Torry's performance on the track won great acclaim. Craig Jenkins at Vulture wrote, "Torry’s performance manages to express the full range of human emotion without relying on words." He also believed that the song was "pea soup without her". Fraser Lewry of Louder said her vocals "lifted the song to celestial heights" and quipped that her hiring was "the best £30 Pink Floyd ever spent". Readers of Rolling Stone later placed it second on their list of the best vocal performances in rock history behind "Bohemian Rhapsody".

On 4 November 1973, Torry sang "The Great Gig in the Sky" at the Rainbow Theatre in London. She sang it with Roger Waters at some of his 1980s solo shows, and with Pink Floyd again at their 1990 concert at Knebworth.

In 2004, Torry sued Pink Floyd and EMI for songwriting royalties on the basis that her contribution to "The Great Gig in the Sky" constituted co-authorship with keyboardist Richard Wright. In 1973, as a session singer, she was paid only the standard flat fee of £30 for Sunday studio work (the equivalent of £ today). She said in 1998, "If I'd known then what I know now, I would have done something about organising copyright or publishing." In 2005, an out-of-court settlement was reached in Torry's favour, although the terms of the settlement were not disclosed. All releases after 2005 carry an additional credit for "Vocal composition by Clare Torry" in the "Great Gig in the Sky" segment of the booklet or liner notes.

=== Later work ===
Torry contributed to Waters' 1986 soundtrack When the Wind Blows and to his second solo studio album Radio K.A.O.S.(1987). She performed as a session singer on 1970s UK TV advertisements, and as a live backing vocalist with Kevin Ayers, Olivia Newton-John, Shriekback, The Alan Parsons Project (for whom she also sang lead vocal on one track on 1979's Eve), Procol Harum mainman Gary Brooker, Matthew Fisher, Cerrone, Meat Loaf (a duet on the song "Nowhere Fast", and the hit "Modern Girl"), Johnny Mercer, and Doctors of Madness.

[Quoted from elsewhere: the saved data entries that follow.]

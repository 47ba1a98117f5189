//! Building the filtered list of rows shown by the inspector

use crate::batch;
use crate::classifier::BatchClassifier;
use crate::error::InspectError;
use crate::har::Entry;
use crate::severity::{status_severity, Severity};
use serde::{Deserialize, Serialize};
use std::borrow::Cow;
use url::Url;

/// A row of the inspector: a captured exchange or one sub-call of a batch
#[derive(Debug, Clone, PartialEq, Serialize, Deserialize)]
#[serde(rename_all = "camelCase")]
pub struct InspectorEntry {
    #[serde(flatten)]
    pub entry: Entry,

    /// `true` when the row was reconstructed from a batch envelope
    pub is_batch_child_entry: bool,
}

impl InspectorEntry {
    /// Wrap an exchange taken directly from the trace
    pub fn top_level(entry: Entry) -> Self {
        Self {
            entry,
            is_batch_child_entry: false,
        }
    }

    /// Wrap an exchange synthesized from a batch sub-call
    pub fn batch_child(entry: Entry) -> Self {
        Self {
            entry,
            is_batch_child_entry: true,
        }
    }

    pub fn severity(&self) -> Severity {
        status_severity(self.entry.response.status)
    }

    /// URL as shown in the table; batch children drop their origin
    pub fn display_url(&self) -> Cow<'_, str> {
        let url = self.entry.request.url.as_str();
        if !self.is_batch_child_entry {
            return Cow::Borrowed(url);
        }

        match Url::parse(url) {
            Ok(parsed) => {
                let origin = parsed.origin().ascii_serialization();
                match url.get(..origin.len()) {
                    Some(prefix) if prefix.eq_ignore_ascii_case(&origin) => {
                        Cow::Borrowed(&url[origin.len()..])
                    }
                    _ => Cow::Owned(path_and_query(&parsed)),
                }
            }
            Err(_) => Cow::Borrowed(url),
        }
    }

    /// Elapsed time rounded to whole milliseconds
    pub fn duration_ms(&self) -> u64 {
        self.entry.time.max(0.0).round() as u64
    }
}

fn path_and_query(url: &Url) -> String {
    match url.query() {
        Some(query) => format!("{}?{}", url.path(), query),
        None => url.path().to_string(),
    }
}

/// A case-insensitive substring filter on request URLs.
/// The empty term matches everything.
#[derive(Debug, Clone, Default, PartialEq, Eq)]
pub struct SearchTerm {
    needle: String,
}

impl SearchTerm {
    pub fn new(term: &str) -> Self {
        Self {
            needle: term.to_lowercase(),
        }
    }

    pub fn is_empty(&self) -> bool {
        self.needle.is_empty()
    }

    pub fn matches(&self, url: &str) -> bool {
        self.needle.is_empty() || url.to_lowercase().contains(&self.needle)
    }
}

/// Produce the rows to display for `entries` under `search`.
///
/// Each exchange is kept when its own URL matches, and is followed by the
/// batch sub-calls whose URLs match, whether or not the parent matched.
/// Any malformed batch aborts the whole pass.
pub fn filter_entries<C>(
    entries: &[Entry],
    search: &str,
    classifier: &C,
) -> Result<Vec<InspectorEntry>, InspectError>
where
    C: BatchClassifier + ?Sized,
{
    let search = SearchTerm::new(search);
    let mut rows = Vec::with_capacity(entries.len());

    for entry in entries {
        if search.matches(&entry.request.url) {
            rows.push(InspectorEntry::top_level(entry.clone()));
        }

        rows.extend(batch::expand_matching(entry, &search, classifier)?);
    }

    tracing::debug!(
        total = entries.len(),
        shown = rows.len(),
        "Filtered trace entries"
    );

    Ok(rows)
}
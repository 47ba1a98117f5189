//! Status code severity used to highlight rows

use serde::Serialize;

#[derive(Debug, Clone, Copy, PartialEq, Eq, Hash, Serialize)]
#[serde(rename_all = "lowercase")]
pub enum Severity {
    Normal,
    Warning,
    Error,
}

/// Client errors are warnings, server errors are errors, the rest is normal
pub fn status_severity(status: u16) -> Severity {
    match status {
        400..=499 => Severity::Warning,
        500.. => Severity::Error,
        _ => Severity::Normal,
    }
}

#[cfg(test)]
mod tests {
    use super::*;

    #[test]
    fn test_status_severity() {
        assert_eq!(status_severity(0), Severity::Normal);
        assert_eq!(status_severity(200), Severity::Normal);
        assert_eq!(status_severity(304), Severity::Normal);
        assert_eq!(status_severity(399), Severity::Normal);
        assert_eq!(status_severity(400), Severity::Warning);
        assert_eq!(status_severity(499), Severity::Warning);
        assert_eq!(status_severity(500), Severity::Error);
        assert_eq!(status_severity(599), Severity::Error);
    }

    #[test]
    fn test_severity_serializes_lowercase() {
        assert_eq!(
            serde_json::to_string(&Severity::Warning).unwrap(),
            "\"warning\""
        );
    }
}
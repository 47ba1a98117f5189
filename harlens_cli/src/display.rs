//! Text formatting shared by the table printer, detail view and TUI

use harlens_common::{Content, Cookie, Header, InspectorEntry, PostData, QueryParam};
use std::fmt::Write;

/// Indent that marks batch sub-calls in the URL column
const CHILD_PREFIX: &str = "    - ";

/// URL column text for a row
pub fn row_url(row: &InspectorEntry) -> String {
    if row.is_batch_child_entry {
        format!("{}{}", CHILD_PREFIX, row.display_url())
    } else {
        row.entry.request.url.clone()
    }
}

/// Format duration in ms (short version for tables)
pub fn format_duration_short(ms: u64) -> String {
    if ms >= 1000 {
        format!("{:.1}s", ms as f64 / 1000.0)
    } else {
        format!("{}ms", ms)
    }
}

/// Format size in bytes (short version for tables)
pub fn format_size_short(bytes: Option<i64>) -> String {
    let Some(bytes) = bytes.filter(|b| *b >= 0) else {
        return "-".to_string();
    };

    if bytes >= 1_000_000 {
        format!("{:.1}M", bytes as f64 / 1_000_000.0)
    } else if bytes >= 1_000 {
        format!("{:.1}K", bytes as f64 / 1_000.0)
    } else {
        format!("{}B", bytes)
    }
}

/// Truncate any string to max length (counted in chars)
pub fn truncate_str(s: &str, max_len: usize) -> String {
    let len = s.chars().count();
    if len <= max_len {
        return s.to_string();
    }

    if max_len > 3 {
        let head: String = s.chars().take(max_len - 3).collect();
        format!("{}...", head)
    } else {
        s.chars().take(max_len).collect()
    }
}

/// Pretty-print a body when it holds JSON, otherwise return it as is
pub fn pretty_body(text: &str) -> String {
    match serde_json::from_str::<serde_json::Value>(text) {
        Ok(value) => serde_json::to_string_pretty(&value).unwrap_or_else(|_| text.to_string()),
        Err(_) => text.to_string(),
    }
}

/// Full plain-text description of a row, used by `show` and the TUI
pub fn render_detail(row: &InspectorEntry) -> String {
    let entry = &row.entry;
    let mut out = String::new();

    let _ = writeln!(out, "{} {}", entry.request.method, entry.request.url);
    let _ = writeln!(
        out,
        "Status: {} {}   Duration: {}   Size: {}",
        entry.response.status,
        entry.response.status_text,
        format_duration_short(row.duration_ms()),
        format_size_short(entry.response.transfer_size),
    );
    if row.is_batch_child_entry {
        let _ = writeln!(out, "Batch sub-call");
    }

    write_pairs(&mut out, "Request Headers", &entry.request.headers);
    write_query(&mut out, &entry.request.query_string);
    write_cookies(&mut out, "Request Cookies", &entry.request.cookies);
    write_request_body(&mut out, entry.request.post_data.as_ref());

    write_pairs(&mut out, "Response Headers", &entry.response.headers);
    write_cookies(&mut out, "Response Cookies", &entry.response.cookies);
    write_response_body(&mut out, &entry.response.content);

    out
}

fn write_pairs(out: &mut String, title: &str, headers: &[Header]) {
    let _ = writeln!(out, "\n{} ({})", title, headers.len());
    for header in headers {
        let _ = writeln!(out, "  {}: {}", header.name, header.value);
    }
}

fn write_query(out: &mut String, params: &[QueryParam]) {
    if params.is_empty() {
        return;
    }
    let _ = writeln!(out, "\nQuery String ({})", params.len());
    for param in params {
        let _ = writeln!(out, "  {} = {}", param.name, param.value);
    }
}

fn write_cookies(out: &mut String, title: &str, cookies: &[Cookie]) {
    if cookies.is_empty() {
        return;
    }
    let _ = writeln!(out, "\n{} ({})", title, cookies.len());
    for cookie in cookies {
        let _ = writeln!(out, "  {}={}", cookie.name, cookie.value);
    }
}

fn write_request_body(out: &mut String, body: Option<&PostData>) {
    match body {
        Some(body) if !body.text.is_empty() => {
            let _ = writeln!(out, "\nRequest Body ({})", body.mime_type);
            write_indented(out, &pretty_body(&body.text));
        }
        _ => {
            let _ = writeln!(out, "\nRequest Body (empty)");
        }
    }
}

fn write_response_body(out: &mut String, content: &Content) {
    match content.decoded_text() {
        Ok(text) if !text.is_empty() => {
            let _ = writeln!(out, "\nResponse Body ({})", content.mime_type);
            write_indented(out, &pretty_body(&text));
        }
        Ok(_) => {
            let _ = writeln!(out, "\nResponse Body (empty)");
        }
        Err(e) => {
            let _ = writeln!(out, "\nResponse Body (undecodable: {})", e);
        }
    }
}

fn write_indented(out: &mut String, text: &str) {
    for line in text.lines() {
        let _ = writeln!(out, "  {}", line);
    }
}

Torry released "Love for Living" in 1969, which was produced by Ronnie Scott and Robin Gibb. She sang the theme of the 1977 film OCE in the same style as "The Great Gig in the Sky". She also performed Dolly Parton's "Love Is Like a Butterfly" as the theme music to the BBC Television sitcom Butterflies, which was released as a single in 1981.

In the 1970s, she appeared on the French disco composer Cerrone's "Angelina", the Alan Parsons Project's "Don't Hold Back", and albums by Olivia Newton-John and Serge Gainsbourg. Her voice can be heard singing "Love to Love You Baby" (originally by Donna Summer) during the opening scene of the cult BBC Play for Today production of Abigail's Party in 1977. Torry sang backing vocals on the track "The War Song" from Culture Club's Waking Up with the House on Fire album in 1984, as well as on the track "Yellowstone Park" on the Tangerine Dream album Le Parc the following year.

Torry is also credited on the 1987 album En Dejlig Torsdag (A Lovely Thursday) by the Danish pop rock band TV-2, where she sings in a fashion similar to "The Great Gig in the Sky" at the end of the tracks "Stjernen I Mit Liv" ("The Star in my Life") and "I Baronessens Seng" ("In the Bed of the Baroness").

In February 2006, Torry released Heaven in the Sky, a collection of her early pop recordings from the 1960s and 1970s. In 2011, she released a collaboration with musician and composer John Fyffe.

== Accolades ==
On 20 October 2010, Torry was presented with a BASCA Gold Badge Award in recognition of her unique contribution to music.